We’ll start at the end, because that’s what’s been widely reported, and it’s the part that’s most known – The Verge’s 2020 reporting about a DHS bulletin (obtained by Lucy Parsons Labs) dated June 29, 2020, ten days after the release of BlueLeaks. The bulletin opens by accusing Distributed Denial of Secrets (DDoSecrets, or “DDS” as DHS incorrectly abbreviated it) of conducting a “hack-and-leak operation” and calling it “a criminal hacker group.”
How it came to this conclusion isn’t explained beyond a vague attribution “to initial media and DHS reporting.” Unfortunately, its lacks actual citations and it’s unclear whether it refers to the entire paragraph, or only the sentence preceding it. The bulletin was equal parts accusation and dead end.
After filing hundreds of FOIA requests, thousands of pages about BlueLeaks have been released and can be found on MuckRock, but the relevant ones here come from DHS. Thankfully, some of those memos both cite specific sources and include both URLs and timestamps.
This FOIA release (2020-HQFO-01339) includes two key things. An “Initial” “Awareness Message” from June 19, 2020 at 20:31 describing DDoSecrets as a “hacking group.” More significantly, it refers to another document about BlueLeaks and DDoSecrets that wasn’t included in that release but which was obtained through a follow-up request, MMC IOI #1694-20.
MMC IOI #1694-20 is the earliest known DHS record about BlueLeaks, timestamped June 19, 2020 18:44, predating the Initial Awareness Message above by nearly two hours.
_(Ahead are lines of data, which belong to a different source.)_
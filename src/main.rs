mod cli;

use clap::Parser;
use cli::Cli;

fn main() -> anyhow::Result<()> {
    let cli = Cli::parse();
    cli.run()
}
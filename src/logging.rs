//! Tracing setup

use std::sync::Once;
use tracing_subscriber::{fmt, EnvFilter};

static TRACING_INIT: Once = Once::new();

const DEFAULT_FILTER: &str = "spendtrack=warn";

/// Install the global subscriber, once per process.
///
/// `RUST_LOG` wins over `fallback`, which wins over `spendtrack=warn`. Output
/// goes to stderr so `--json` output on stdout stays clean.
pub fn init_tracing(fallback: Option<&str>) {
    TRACING_INIT.call_once(|| {
        let filter = EnvFilter::try_from_default_env()
            .or_else(|_| EnvFilter::try_new(fallback.unwrap_or(DEFAULT_FILTER)))
            .unwrap_or_else(|_| EnvFilter::new(DEFAULT_FILTER));

        let _ = fmt()
            .with_env_filter(filter)
            .with_writer(std::io::stderr)
            .try_init();
    });
}
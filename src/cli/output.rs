//! Plain-text rendering for CLI output

use std::fmt::Write;

use spendtrack::store::ImportReport;
use spendtrack::types::{LedgerEntry, PeriodBucket, Stats};

/// Two decimals with thousands separators: 1234.5 → "1,234.50"
pub fn format_amount(value: f64) -> String {
    let fixed = format!("{:.2}", value.abs());
    let (int_part, frac_part) = fixed.split_once('.').unwrap_or((fixed.as_str(), "00"));

    let len = int_part.len();
    let mut result = String::with_capacity(len + len / 3 + 4);
    if value < 0.0 && fixed != "0.00" {
        result.push('-');
    }
    // Digits are ASCII, so byte indexing is safe
    for (i, ch) in int_part.bytes().enumerate() {
        if i > 0 && (len - i).is_multiple_of(3) {
            result.push(',');
        }
        result.push(ch as char);
    }
    result.push('.');
    result.push_str(frac_part);
    result
}

pub fn render_stats(stats: &Stats) -> String {
    let mut out = String::new();
    let _ = writeln!(out, "Today       {:>14}", format_amount(stats.daily));
    let _ = writeln!(out, "This week   {:>14}", format_amount(stats.weekly));
    let _ = writeln!(out, "This month  {:>14}", format_amount(stats.monthly));
    let _ = writeln!(out, "All time    {:>14}", format_amount(stats.total));

    if !stats.category_totals.is_empty() {
        let _ = writeln!(out, "\nBy category");
        for category in &stats.category_totals {
            let _ = writeln!(
                out,
                "  {:<16}{:>14}  [{}]",
                category.name,
                format_amount(category.total),
                category.icon
            );
        }
    }

    let _ = writeln!(out, "\nLast 7 days");
    for point in &stats.seven_day_series {
        let _ = writeln!(
            out,
            "  {} {}{:>14}",
            point.day_label,
            point.date_key,
            format_amount(point.total)
        );
    }
    out
}

pub fn render_history(history: &[PeriodBucket]) -> String {
    if history.is_empty() {
        return "No entries\n".to_string();
    }
    let mut out = String::new();
    for bucket in history {
        let _ = writeln!(
            out,
            "{:<20}{:>14}  ({} {})",
            bucket.label,
            format_amount(bucket.total),
            bucket.count,
            if bucket.count == 1 { "entry" } else { "entries" }
        );
    }
    out
}

pub fn render_entries(entries: &[&LedgerEntry]) -> String {
    if entries.is_empty() {
        return "No entries\n".to_string();
    }
    let mut out = String::new();
    for entry in entries {
        let amount = match entry.amount.parsed() {
            Some(value) => format_amount(value),
            None => "invalid".to_string(),
        };
        let _ = writeln!(
            out,
            "{}  {:<10}  {:<14}{:>14}  {}",
            entry.id, entry.date_key, entry.category, amount, entry.description
        );
    }
    out
}

pub fn render_import_report(report: &ImportReport) -> String {
    let mut out = String::new();
    let _ = writeln!(out, "Imported {} entries", report.imported.len());
    for skipped in &report.skipped {
        let _ = writeln!(out, "  skipped record {}: {}", skipped.index, skipped.reason);
    }
    out
}

#[cfg(test)]
mod tests {
    use super::*;
    use chrono::NaiveDate;
    use spendtrack::compute_stats;
    use spendtrack::types::Amount;

    fn make_entry(id: &str, date: &str, category: &str, amount: Amount) -> LedgerEntry {
        LedgerEntry {
            id: id.into(),
            owner_ref: "guest".into(),
            date_key: date.into(),
            category: category.into(),
            amount,
            description: "note".into(),
        }
    }

    // ========== format_amount() tests ==========

    #[test]
    fn test_format_amount() {
        assert_eq!(format_amount(0.0), "0.00");
        assert_eq!(format_amount(350.0), "350.00");
        assert_eq!(format_amount(1234.5), "1,234.50");
        assert_eq!(format_amount(1_000_000.0), "1,000,000.00");
        assert_eq!(format_amount(-42.5), "-42.50");
    }

    // ========== render tests ==========

    #[test]
    fn test_render_stats() {
        let entries = vec![
            make_entry("a", "2024-03-01", "Food", Amount::Number(150.0)),
            make_entry("b", "2024-03-08", "Transport", Amount::Number(200.0)),
        ];
        let stats = compute_stats(&entries, NaiveDate::from_ymd_opt(2024, 3, 8).unwrap());

        let text = render_stats(&stats);

        assert!(text.contains("All time"));
        assert!(text.contains("350.00"));
        assert!(text.find("Transport").unwrap() < text.find("Food").unwrap());
        assert!(text.contains("[car]"));
        assert!(text.contains("Fri 2024-03-08"));
    }

    #[test]
    fn test_render_history_pluralizes() {
        let entries = vec![
            make_entry("a", "2024-03-01", "Food", Amount::Number(1.0)),
            make_entry("b", "2024-02-01", "Food", Amount::Number(1.0)),
            make_entry("c", "2024-02-02", "Food", Amount::Number(1.0)),
        ];
        let stats = compute_stats(&entries, NaiveDate::from_ymd_opt(2024, 3, 8).unwrap());

        let text = render_history(&stats.monthly_history);
        let lines: Vec<&str> = text.lines().collect();

        assert!(lines[0].starts_with("March 2024"));
        assert!(lines[0].ends_with("(1 entry)"));
        assert!(lines[1].ends_with("(2 entries)"));
    }

    #[test]
    fn test_render_entries_marks_invalid_amount() {
        let entry = make_entry("a", "2024-03-01", "Food", Amount::Text("??".into()));
        let text = render_entries(&[&entry]);
        assert!(text.contains("invalid"));
    }

    #[test]
    fn test_render_empty() {
        assert_eq!(render_entries(&[]), "No entries\n");
        assert_eq!(render_history(&[]), "No entries\n");
    }
}
//! JSON file ledger
//!
//! The whole ledger is one JSON array. Reads take a shared lock, and every
//! read-modify-write holds an exclusive lock on a sidecar `.lock` file while a
//! uniquely named temp file replaces the ledger.

use fs2::FileExt;
use std::fs::{self, File, OpenOptions};
use std::io::{Read, Write};
use std::path::{Path, PathBuf};
use tempfile::NamedTempFile;
use uuid::Uuid;

use super::EntryStore;
use crate::services::{validate, EntryDraft, ValidEntry};
use crate::types::{LedgerEntry, Result, SpendtrackError};

pub struct JsonLedgerStore {
    path: PathBuf,
    owner: String,
}

impl JsonLedgerStore {
    pub fn new(path: PathBuf, owner: impl Into<String>) -> Self {
        Self {
            path,
            owner: owner.into(),
        }
    }

    pub fn path(&self) -> &Path {
        &self.path
    }

    /// Sidecar lock file. The ledger itself is replaced by rename on every
    /// write, so locks are taken on this file instead.
    fn lock_path(&self) -> PathBuf {
        self.path.with_extension("json.lock")
    }

    fn open_lock(&self) -> Result<File> {
        if let Some(parent) = self.path.parent() {
            fs::create_dir_all(parent)?;
        }
        OpenOptions::new()
            .read(true)
            .write(true)
            .create(true)
            .truncate(false)
            .open(self.lock_path())
            .map_err(|e| SpendtrackError::Store(format!("Failed to open lock file: {}", e)))
    }

    /// Run a read-modify-write cycle under one exclusive lock
    fn with_write_lock<T>(&self, f: impl FnOnce() -> Result<T>) -> Result<T> {
        let lock = self.open_lock()?;
        lock.lock_exclusive()
            .map_err(|e| SpendtrackError::Store(format!("Failed to acquire write lock: {}", e)))?;
        let result = f();
        let _ = lock.unlock();
        result
    }

    /// A missing or empty file is an empty ledger. A file that isn't valid JSON
    /// is an error: it is never silently replaced.
    fn read_entries(&self) -> Result<Vec<LedgerEntry>> {
        if !self.path.exists() {
            return Ok(Vec::new());
        }

        let mut content = String::new();
        std::io::BufReader::new(File::open(&self.path)?).read_to_string(&mut content)?;

        if content.trim().is_empty() {
            return Ok(Vec::new());
        }

        serde_json::from_str(&content).map_err(|e| {
            SpendtrackError::Store(format!(
                "Corrupted ledger file {}: {}",
                self.path.display(),
                e
            ))
        })
    }

    /// Caller must hold the write lock
    fn write_entries(&self, entries: &[LedgerEntry]) -> Result<()> {
        let parent = match self.path.parent() {
            Some(parent) if !parent.as_os_str().is_empty() => parent,
            _ => Path::new("."),
        };
        fs::create_dir_all(parent)?;

        let content = serde_json::to_string_pretty(entries)
            .map_err(|e| SpendtrackError::Store(format!("Serialization failed: {}", e)))?;

        let mut temp = NamedTempFile::new_in(parent)
            .map_err(|e| SpendtrackError::Store(format!("Failed to create temp file: {}", e)))?;
        temp.write_all(content.as_bytes())
            .map_err(|e| SpendtrackError::Store(format!("Failed to write temp file: {}", e)))?;
        temp.as_file()
            .sync_all()
            .map_err(|e| SpendtrackError::Store(format!("Failed to sync temp file: {}", e)))?;
        temp.persist(&self.path).map_err(|e| {
            SpendtrackError::Store(format!("Failed to replace ledger file: {}", e.error))
        })?;

        tracing::debug!(path = %self.path.display(), entries = entries.len(), "ledger saved");
        Ok(())
    }

    fn position(entries: &[LedgerEntry], id: &str) -> Result<usize> {
        entries
            .iter()
            .position(|e| e.id == id)
            .ok_or_else(|| SpendtrackError::NotFound(id.to_string()))
    }
}

impl EntryStore for JsonLedgerStore {
    fn load(&self) -> Result<Vec<LedgerEntry>> {
        if !self.path.exists() {
            return Ok(Vec::new());
        }

        let lock = self.open_lock()?;
        lock.lock_shared()
            .map_err(|e| SpendtrackError::Store(format!("Failed to acquire read lock: {}", e)))?;
        let entries = self.read_entries();
        let _ = lock.unlock();

        let entries = entries?;
        tracing::debug!(path = %self.path.display(), entries = entries.len(), "ledger loaded");
        Ok(entries)
    }

    fn insert_many(&self, entries: Vec<ValidEntry>) -> Result<Vec<LedgerEntry>> {
        let added: Vec<LedgerEntry> = entries
            .into_iter()
            .map(|valid| valid.into_entry(Uuid::new_v4().to_string(), &self.owner))
            .collect();

        let total = self.with_write_lock(|| {
            let existing = self.read_entries()?;
            let mut all = Vec::with_capacity(added.len() + existing.len());
            all.extend(added.iter().cloned());
            all.extend(existing);
            self.write_entries(&all)?;
            Ok(all.len())
        })?;

        tracing::info!(added = added.len(), total, "entries added");
        Ok(added)
    }

    fn update(&self, id: &str, draft: &EntryDraft) -> Result<LedgerEntry> {
        let valid = validate(draft)?;
        let updated = self.with_write_lock(|| {
            let mut entries = self.read_entries()?;
            let idx = Self::position(&entries, id)?;

            let owner = entries[idx].owner_ref.clone();
            entries[idx] = valid.into_entry(id.to_string(), &owner);
            self.write_entries(&entries)?;
            Ok(entries.swap_remove(idx))
        })?;

        tracing::info!(id, "entry updated");
        Ok(updated)
    }

    fn remove(&self, id: &str) -> Result<LedgerEntry> {
        let removed = self.with_write_lock(|| {
            let mut entries = self.read_entries()?;
            let idx = Self::position(&entries, id)?;
            let removed = entries.remove(idx);
            self.write_entries(&entries)?;
            Ok(removed)
        })?;

        tracing::info!(id, "entry deleted");
        Ok(removed)
    }

    fn clear(&self) -> Result<usize> {
        let count = self.with_write_lock(|| {
            let count = self.read_entries()?.len();
            if self.path.exists() {
                fs::remove_file(&self.path)?;
            }
            Ok(count)
        })?;

        tracing::info!(removed = count, "ledger cleared");
        Ok(count)
    }
}
//! Ledger entry types

use regex::Regex;
use serde::{Deserialize, Deserializer, Serialize};
use std::sync::OnceLock;

/// Amount as stored: a number, or whatever text the row carried.
///
/// Rows written by older clients (or hand-edited files) may hold text such as
/// `"12.50"` or `""`, or `null` where a NaN was serialized. The aggregation
/// core never rejects them; see [`Amount::value`].
#[derive(Debug, Clone, PartialEq, Serialize, Deserialize)]
#[serde(untagged)]
pub enum Amount {
    Number(f64),
    Text(String),
    /// `null`, booleans, objects: anything that can never be a number
    Other(serde_json::Value),
}

impl Amount {
    /// Parsed numeric value, `None` when the stored value isn't a finite number
    pub fn parsed(&self) -> Option<f64> {
        match self {
            Self::Number(v) if v.is_finite() => Some(*v),
            Self::Number(_) => None,
            Self::Text(raw) => parse_amount(raw),
            Self::Other(_) => None,
        }
    }

    /// Value used by every total.
    ///
    /// Text is read up to the first character that can't continue a number,
    /// so legacy values like `"12abc"` or `"12,50"` count as 12. Anything
    /// without a leading number counts as zero.
    pub fn value(&self) -> f64 {
        match self {
            Self::Text(raw) => parse_amount(raw)
                .or_else(|| leading_number(raw))
                .unwrap_or(0.0),
            _ => self.parsed().unwrap_or(0.0),
        }
    }
}

impl Default for Amount {
    fn default() -> Self {
        Self::Text(String::new())
    }
}

impl From<f64> for Amount {
    fn from(value: f64) -> Self {
        Self::Number(value)
    }
}

/// Parse a user supplied amount. Surrounding whitespace is ignored.
pub fn parse_amount(raw: &str) -> Option<f64> {
    raw.trim().parse::<f64>().ok().filter(|v| v.is_finite())
}

fn leading_number_regex() -> &'static Regex {
    static RE: OnceLock<Regex> = OnceLock::new();
    RE.get_or_init(|| {
        Regex::new(r"^[+-]?(\d+\.?\d*|\.\d+)([eE][+-]?\d+)?").expect("valid regex")
    })
}

/// Longest numeric prefix after leading whitespace
fn leading_number(raw: &str) -> Option<f64> {
    leading_number_regex()
        .find(raw.trim_start())
        .and_then(|m| m.as_str().parse::<f64>().ok())
        .filter(|v| v.is_finite())
}

/// One expense row
#[derive(Debug, Clone, PartialEq, Serialize, Deserialize)]
pub struct LedgerEntry {
    #[serde(default, deserialize_with = "id_from_string_or_number")]
    pub id: String,
    /// Owning user ("guest" for the local store)
    #[serde(rename = "user_id", default, deserialize_with = "string_or_null")]
    pub owner_ref: String,
    /// Calendar date, `YYYY-MM-DD`
    #[serde(rename = "date", default, deserialize_with = "string_or_null")]
    pub date_key: String,
    #[serde(default, deserialize_with = "string_or_null")]
    pub category: String,
    #[serde(default)]
    pub amount: Amount,
    #[serde(default, deserialize_with = "string_or_null")]
    pub description: String,
}

/// `null` reads as an empty string
fn string_or_null<'de, D>(deserializer: D) -> Result<String, D::Error>
where
    D: Deserializer<'de>,
{
    Ok(Option::<String>::deserialize(deserializer)?.unwrap_or_default())
}

#[derive(Deserialize)]
#[serde(untagged)]
enum RawId {
    Text(String),
    Number(serde_json::Number),
}

/// Older exports used millisecond timestamps as ids
fn id_from_string_or_number<'de, D>(deserializer: D) -> Result<String, D::Error>
where
    D: Deserializer<'de>,
{
    Ok(match RawId::deserialize(deserializer)? {
        RawId::Text(id) => id,
        RawId::Number(id) => id.to_string(),
    })
}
It calls DDoSecrets a “hacking group”, both citing and largely coping and pasting a rushed tweet from Al Arabiya English.
It took Al Arabiya English less than 24 hours to correct their article to acknowledge that Anonymous was responsible for the hack and that DDoSecrets are publishers. At least ten days later, DHS was still using the inaccurate language from MMC IOI #1694-20 as a template.
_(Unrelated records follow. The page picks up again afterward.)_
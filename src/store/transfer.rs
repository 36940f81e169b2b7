//! Backup export and import

use chrono::NaiveDate;
use serde::Serialize;
use serde_json::Value;
use std::fs;
use std::path::Path;

use super::EntryStore;
use crate::services::{date_codec, validate, EntryDraft};
use crate::types::{LedgerEntry, Result, SpendtrackError, IMPORT_FALLBACK_CATEGORY};

/// Description given to imported records that carry none
pub const IMPORT_FALLBACK_DESCRIPTION: &str = "Imported Expense";

/// Outcome of an import
#[derive(Debug, Default, Serialize)]
pub struct ImportReport {
    pub imported: Vec<LedgerEntry>,
    pub skipped: Vec<SkippedRecord>,
}

/// A record that failed validation, by position in the source array
#[derive(Debug, Clone, PartialEq, Serialize)]
pub struct SkippedRecord {
    pub index: usize,
    pub reason: String,
}

/// Write every entry as a pretty-printed JSON array. Returns the entry count.
pub fn export_to(store: &dyn EntryStore, path: &Path) -> Result<usize> {
    let entries = store.load()?;
    let content = serde_json::to_string_pretty(&entries)?;
    fs::write(path, content)?;
    tracing::info!(path = %path.display(), entries = entries.len(), "ledger exported");
    Ok(entries.len())
}

/// Import a JSON array of loose records.
///
/// Missing fields get defaults (date → `today`, category → "Other",
/// description → "Imported Expense", amount → 0). Each record is then
/// validated; valid ones are added in file order ahead of the existing entries,
/// the rest are reported as skipped. Ids and owners in the file are ignored.
pub fn import_from(
    store: &dyn EntryStore,
    path: &Path,
    today: NaiveDate,
) -> Result<ImportReport> {
    let content = fs::read_to_string(path)?;
    let document: Value = serde_json::from_str(&content)?;
    let records = document.as_array().ok_or_else(|| {
        SpendtrackError::Store("Invalid file format: expected a JSON array".into())
    })?;

    let today_key = date_codec::encode(today);
    let mut valid = Vec::with_capacity(records.len());
    let mut report = ImportReport::default();

    for (index, record) in records.iter().enumerate() {
        let outcome = draft_from_record(record, &today_key)
            .and_then(|draft| validate(&draft).map_err(|e| e.to_string()));
        match outcome {
            Ok(entry) => valid.push(entry),
            Err(reason) => {
                tracing::warn!(index, %reason, "skipping import record");
                report.skipped.push(SkippedRecord { index, reason });
            }
        }
    }

    if !valid.is_empty() {
        report.imported = store.insert_many(valid)?;
    }

    tracing::info!(
        path = %path.display(),
        imported = report.imported.len(),
        skipped = report.skipped.len(),
        "import finished"
    );
    Ok(report)
}

fn draft_from_record(
    record: &Value,
    today_key: &str,
) -> std::result::Result<EntryDraft, String> {
    let fields = record
        .as_object()
        .ok_or_else(|| "record is not a JSON object".to_string())?;

    // Empty strings count as missing
    let text = |key: &str| {
        fields
            .get(key)
            .and_then(Value::as_str)
            .filter(|s| !s.is_empty())
            .map(str::to_string)
    };

    let amount = match fields.get("amount") {
        None | Some(Value::Null) => "0".to_string(),
        Some(Value::String(raw)) if raw.is_empty() => "0".to_string(),
        Some(Value::String(raw)) => raw.clone(),
        Some(other) => other.to_string(),
    };

    Ok(EntryDraft {
        date: text("date").unwrap_or_else(|| today_key.to_string()),
        category: text("category").unwrap_or_else(|| IMPORT_FALLBACK_CATEGORY.to_string()),
        amount,
        description: text("description")
            .unwrap_or_else(|| IMPORT_FALLBACK_DESCRIPTION.to_string()),
    })
}
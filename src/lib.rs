//! Enigma - Rotor Cipher Machine Simulator
//!
//! Simulates an electromechanical rotor cipher machine: a stack of
//! interchangeable rotors, each a fixed permutation of an alphabet, composed
//! with a plugboard. Every key press first steps the moving rotors, then
//! sends the character through the machine and back.
//!
//! ## Signal Path
//!
//! ```text
//! Plugboard → Rotors (right to left) → Reflector → Rotors (left to right) → Plugboard
//! ```
//!
//! - **Alphabet**: characters ↔ indices
//! - **Permutation**: cycle notation parsed into forward/inverse tables
//! - **Rotor**: reflector, fixed or moving; a permutation offset by its setting
//! - **Machine**: rotor catalog, active stack, plugboard and the stepping
//!   mechanism, including the double step of the middle rotor
//!
//! ## Example
//!
//! ```
//! use enigma::config::read_config;
//!
//! let mut machine = read_config(
//!     "ABCDEFGHIJKLMNOPQRSTUVWXYZ 4 3
//!      B R (AY) (BR) (CU) (DH) (EQ) (FS) (GL) (IP) (JX) (KN) (MO) (TZ) (VW)
//!      I MQ (AELTPHQXRU) (BKNW) (CMOY) (DFG) (IV) (JZ) (S)
//!      II ME (FIXVYOMW) (CDKLHUP) (ESZ) (BJ) (GR) (NT) (A) (Q)
//!      III MV (ABDHPEJT) (CFLVMZOYQIRWUKXSG) (N)",
//! ).unwrap();
//!
//! machine.insert_rotors(&["B", "I", "II", "III"]).unwrap();
//! machine.set_rotors("AAA").unwrap();
//! assert_eq!(machine.convert_str("AAAAA").unwrap(), "BDZGO");
//! ```

pub mod alphabet;
pub mod cli;
pub mod config;
pub mod error;
pub mod machine;
pub mod permutation;
pub mod rotor;
pub mod settings;

pub use alphabet::Alphabet;
pub use error::{EnigmaError, Result};
pub use machine::Machine;
pub use permutation::Permutation;
pub use rotor::{Rotor, RotorKind};
pub use settings::Settings;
Notably, Al Arabiya is owned by the Middle East Broadcasting Center which is owned by the Saudi government. Which brings us back to the infamous DHS bulletin. In its summary paragraph, it accuses DDoSecrets of hacking the Russian government, when in reality the Dark Side of the Kremlin was a collection of existing material. The source that DHS relied on isn’t mentioned until later, but DHS reveals it was the Russian media. If DHS had taken the time to consult any American media sources, like The Daily Beast or The New York Times or even third-party foreign sources like Al Jazeera, it would have found they make the origins quite clear and name some of the hacktivists groups responsible. DDoSecrets was then, as we are now, a publisher.
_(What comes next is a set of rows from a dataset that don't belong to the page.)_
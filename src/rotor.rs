use crate::alphabet::Alphabet;
use crate::error::{EnigmaError, Result};
use crate::permutation::Permutation;
use std::sync::Arc;

/// What a rotor is able to do inside the machine
#[derive(Debug, Clone, PartialEq, Eq)]
pub enum RotorKind {
    /// Non-moving, terminates the signal path; always at position 0
    Reflector,
    /// Non-moving; its setting is chosen once and never stepped
    Fixed,
    /// Driven by a pawl; steps the rotor on its left when at one of its notches
    Moving { notches: Vec<char> },
}

/// A rotor: a permutation seen through a rotating frame of reference
///
/// `setting` is the position shown in the window and `ring` the ring
/// setting (Ringstellung). The wiring is offset by `setting - ring`; the
/// notches are attached to the lettered ring and so follow `setting` only.
#[derive(Debug, Clone)]
pub struct Rotor {
    name: String,
    kind: RotorKind,
    permutation: Permutation,
    setting: usize,
    ring: usize,
}

impl Rotor {
    /// A reflector; `permutation` must pair every character with another
    pub fn reflector(name: impl Into<String>, permutation: Permutation) -> Result<Self> {
        let name = name.into();
        if !permutation.derangement() || !permutation.is_involution() {
            return Err(EnigmaError::InvalidReflector(name));
        }
        Ok(Self::with_kind(name, RotorKind::Reflector, permutation))
    }

    pub fn fixed(name: impl Into<String>, permutation: Permutation) -> Self {
        Self::with_kind(name.into(), RotorKind::Fixed, permutation)
    }

    /// A moving rotor whose notches are the characters of `notches`
    pub fn moving(name: impl Into<String>, permutation: Permutation, notches: &str) -> Result<Self> {
        let notches: Vec<char> = notches.chars().collect();
        if let Some(&bad) = notches.iter().find(|&&c| !permutation.alphabet().contains(c)) {
            return Err(EnigmaError::InvalidCharacter(bad));
        }
        Ok(Self::with_kind(name.into(), RotorKind::Moving { notches }, permutation))
    }

    fn with_kind(name: String, kind: RotorKind, permutation: Permutation) -> Self {
        Self {
            name,
            kind,
            permutation,
            setting: 0,
            ring: 0,
        }
    }

    pub fn name(&self) -> &str {
        &self.name
    }

    pub fn kind(&self) -> &RotorKind {
        &self.kind
    }

    pub fn rotates(&self) -> bool {
        matches!(self.kind, RotorKind::Moving { .. })
    }

    pub fn reflecting(&self) -> bool {
        matches!(self.kind, RotorKind::Reflector)
    }

    pub fn notches(&self) -> &[char] {
        match &self.kind {
            RotorKind::Moving { notches } => notches.as_slice(),
            _ => &[],
        }
    }

    pub fn alphabet(&self) -> &Arc<Alphabet> {
        self.permutation.alphabet()
    }

    pub fn permutation(&self) -> &Permutation {
        &self.permutation
    }

    pub fn size(&self) -> usize {
        self.permutation.size()
    }

    pub fn setting(&self) -> usize {
        self.setting
    }

    pub fn ring(&self) -> usize {
        self.ring
    }

    /// Set the window position to `position` (modulo the alphabet size)
    pub fn set(&mut self, position: usize) -> Result<()> {
        if self.reflecting() && position != 0 {
            return Err(EnigmaError::IllegalReflectorPosition(position));
        }
        self.setting = position % self.size();
        Ok(())
    }

    /// Set the window position to the character `position`
    pub fn set_char(&mut self, position: char) -> Result<()> {
        let index = self.alphabet().to_int(position)?;
        self.set(index)
    }

    /// Set the ring setting; a reflector only accepts 0
    pub fn set_ring(&mut self, ring: usize) -> Result<()> {
        if self.reflecting() && ring != 0 {
            return Err(EnigmaError::IllegalReflectorPosition(ring));
        }
        self.ring = ring % self.size();
        Ok(())
    }

    pub fn set_ring_char(&mut self, ring: char) -> Result<()> {
        let index = self.alphabet().to_int(ring)?;
        self.set_ring(index)
    }

    /// Rebind the alphabet the wiring is expressed in
    pub fn set_alphabet(&mut self, alphabet: Arc<Alphabet>) -> Result<()> {
        self.permutation.change_alphabet(alphabet)
    }

    fn offset(&self) -> i64 {
        self.setting as i64 - self.ring as i64
    }

    /// Convert the contact index `p` entering from the right
    pub fn convert_forward(&self, p: usize) -> usize {
        let k = self.offset();
        let perm = &self.permutation;
        perm.wrap(perm.permute(perm.wrap(p as i64 + k)) as i64 - k)
    }

    /// Convert the contact index `e` entering from the left
    pub fn convert_backward(&self, e: usize) -> usize {
        let k = self.offset();
        let perm = &self.permutation;
        perm.wrap(perm.invert(perm.wrap(e as i64 + k)) as i64 - k)
    }

    /// Step one position; only moving rotors advance
    pub fn advance(&mut self) {
        if self.rotates() {
            self.setting = (self.setting + 1) % self.size();
        }
    }

    /// True iff the rotor is moving and its window shows one of its notches
    pub fn at_notch(&self) -> bool {
        match &self.kind {
            RotorKind::Moving { notches } => self
                .alphabet()
                .to_char(self.setting)
                .map(|c| notches.contains(&c))
                .unwrap_or(false),
            _ => false,
        }
    }
}
use crate::error::{EnigmaError, Result};
use std::collections::HashMap;
use std::fmt;

/// The upper-case Latin alphabet used when a configuration does not say otherwise
pub const DEFAULT_ALPHABET: &str = "ABCDEFGHIJKLMNOPQRSTUVWXYZ";

/// An ordered set of encodable characters
/// The K-th character has index K; no character may repeat
#[derive(Debug, Clone, PartialEq, Eq)]
pub struct Alphabet {
    chars: Vec<char>,
    index: HashMap<char, usize>,
}

impl Alphabet {
    /// Build an alphabet from the characters of `chars`, in order
    pub fn new(chars: &str) -> Result<Self> {
        let chars: Vec<char> = chars.chars().collect();
        if chars.is_empty() {
            return Err(EnigmaError::EmptyAlphabet);
        }

        let mut index = HashMap::with_capacity(chars.len());
        for (i, &ch) in chars.iter().enumerate() {
            if index.insert(ch, i).is_some() {
                return Err(EnigmaError::DuplicateCharacter(ch));
            }
        }

        Ok(Self { chars, index })
    }

    pub fn size(&self) -> usize {
        self.chars.len()
    }

    pub fn contains(&self, ch: char) -> bool {
        self.index.contains_key(&ch)
    }

    /// Character at `index`, which must be below `size()`
    pub fn to_char(&self, index: usize) -> Result<char> {
        self.chars
            .get(index)
            .copied()
            .ok_or(EnigmaError::IndexOutOfRange {
                index,
                size: self.size(),
            })
    }

    /// Index of `ch`; the inverse of `to_char`
    pub fn to_int(&self, ch: char) -> Result<usize> {
        self.index
            .get(&ch)
            .copied()
            .ok_or(EnigmaError::InvalidCharacter(ch))
    }

    pub fn chars(&self) -> impl Iterator<Item = char> + '_ {
        self.chars.iter().copied()
    }
}

impl Default for Alphabet {
    fn default() -> Self {
        let chars: Vec<char> = DEFAULT_ALPHABET.chars().collect();
        let index = chars.iter().enumerate().map(|(i, &c)| (c, i)).collect();
        Self { chars, index }
    }
}

impl fmt::Display for Alphabet {
    fn fmt(&self, f: &mut fmt::Formatter<'_>) -> fmt::Result {
        for ch in &self.chars {
            write!(f, "{}", ch)?;
        }
        Ok(())
    }
}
In both instances, Homeland Security relied on unreliable foreign media to label DDoSecrets a “hacking group” and continued to rely on those sources’ statements well after they’d amended and corrected them or better sources became available.
Open Source Analysts are meant to produce “results,” a pressure that was surely felt more acutely given the subject matter. So results are what the analyst produced, finding and regurgitating a tweet like one bird puking into another’s gaping mouth. Unfortunately, this is not the except for DHS/Fusion Center Intel (which is one reason among many why BlueLeaks was important).
I strongly suspect this shaky ground is why the gov interest in DDoSecrets as a target over BlueLeaks seemed to mostly wither up and die away after some misguided attempts to recruit informants against me. They realized it was based on nothing, and that the seizure of the server in Germany (which according to German officials was done without a warrant or an official request) would prove troublesome.
Certainly, as leak publishers they want us and our sources gone. It was inevitable that they realized the idea that DDoSecrets are hackers is absurd, because their source – a propaganda outlet on Twitter – recanted.
In short, a low level analyst at DHS saw a tweet less than two hours after BlueLeaks was announced and made the wrong snap decision. They copied a tweet from a news outlet run by the Saudi government, and at the same time, DHS took the reporting of Kremlin-controlled media at face value when it plainly shouldn’t have. That was the foundation of DHS’s intel for way too long.